- Anggota parlemen Belanda meminta “paket keamanan digital dasar” gratis untuk warga negara
- Beberapa kebocoran data nasional yang besar baru-baru ini memicu mosi tersebut
- Paket ini harus menyertakan VPN, pemblokir iklan, antivirus, dan pengelola kata sandi
Partai-partai oposisi di Belanda telah mengajukan proposal radikal untuk meningkatkan ketahanan dunia maya nasional: penciptaan “paket keamanan digital dasar” gratis yang didukung pemerintah yang tersedia bagi setiap warga negara.
Itu gerakanyang diajukan pada tanggal 2 Maret 2026, oleh anggota parlemen Barbara Kathmann (GroenLinks-PvdA) dan Don Ceder (ChristenUnie), berpendapat bahwa perlindungan digital yang penting telah menjadi terlalu rumit bagi rata-rata pengguna.
Para politisi menyerukan pemerintah untuk berkolaborasi dengan perusahaan teknologi Belanda untuk mengembangkan seperangkat alat standar yang mencakup “setidaknya” a layanan VPN, perangkat lunak antivirus, pemblokir iklanDan pengelola kata sandi peralatan.
Usulan ini muncul setelah kegagalan keamanan tingkat tinggi di Belanda, khususnya mengutip “kebocoran data di Odido” dan pelanggaran itu terjadi pada bulan Agustus 2025 melibatkan “penyaringan populasi untuk kanker serviks.”
Dalam teks mosinya, anggota parlemen menyatakan bahwa “orang sering tidak tahu apa yang bisa mereka lakukan untuk melindungi diri mereka sendiri secara online” setelah pelanggaran tersebut. Mereka berpendapat bahwa rangkaian keamanan yang ditawarkan kepada publik diperlukan untuk membuat keamanan dunia maya “dapat diakses oleh orang-orang tanpa memandang keterampilan digital atau pendapatan mereka.”
Sebuah “Peralatan P3K Digital”
Jika disahkan, inisiatif ini akan secara efektif memperlakukan alat privasi sebagai infrastruktur utilitas publik dan bukan produk komersial mewah.
Mosi tersebut secara eksplisit meminta pemerintah untuk “mengembangkan paket keamanan digital dasar… dengan aksesibilitas sebagai titik awal.” Hal ini menjawab kritik umum terhadap pasar keamanan siber saat ini: meskipun ada alat yang efektif, alat tersebut sering kali terfragmentasi, mahal, atau terlalu teknis untuk dikonfigurasikan oleh pengguna yang tidak paham teknologi.
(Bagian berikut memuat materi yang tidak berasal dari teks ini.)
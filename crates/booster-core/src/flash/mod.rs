//! Flash erase/program engine
//!
//! This module provides the primitive sector erase and page program
//! sequences and the differential rewrite built on top of them.

mod differential;
mod operations;

pub use differential::{rewrite, RewriteStats};
pub use operations::*;
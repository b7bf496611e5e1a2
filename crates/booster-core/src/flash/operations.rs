//! Primitive flash sequences
//!
//! Each helper waits for the chip to go idle before starting its command,
//! so callers can chain them without their own polling.

use crate::device::{busy_wait, SpiFlash};
use crate::geometry::FlashGeometry;

/// Erase the sector that contains `addr`
pub fn erase_sector<F: SpiFlash + ?Sized>(flash: &mut F, addr: u32) {
    busy_wait(flash);
    log::trace!("Erasing sector at 0x{:08X}", addr);
    flash.begin_erase(addr);
}

/// Program `data` at `addr`, which must not cross a page boundary
pub fn program_page<F: SpiFlash + ?Sized>(flash: &mut F, addr: u32, data: &[u8]) {
    debug_assert!(
        data.len() <= FlashGeometry::FIXED.program_page_size,
        "program of {} bytes exceeds a page",
        data.len()
    );
    busy_wait(flash);
    log::trace!("Programming {} bytes at 0x{:08X}", data.len(), addr);
    flash.begin_write(addr, data);
}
Dengan menggabungkan keempat alat khusus ini, proposal ini mencakup landasan utama keamanan pribadi:
- VPN: Mengenkripsi data koneksi untuk melindungi privasi.
- Pengelola Kata Sandi: Mencegah penjejalan kredensial dengan membuat dan menyimpan login unik.
- Pemblokir Iklan: Menghentikan skrip dan pelacakan berbahaya.
- Anti Virus: Garis pertahanan tradisional melawan perangkat lunak perusak.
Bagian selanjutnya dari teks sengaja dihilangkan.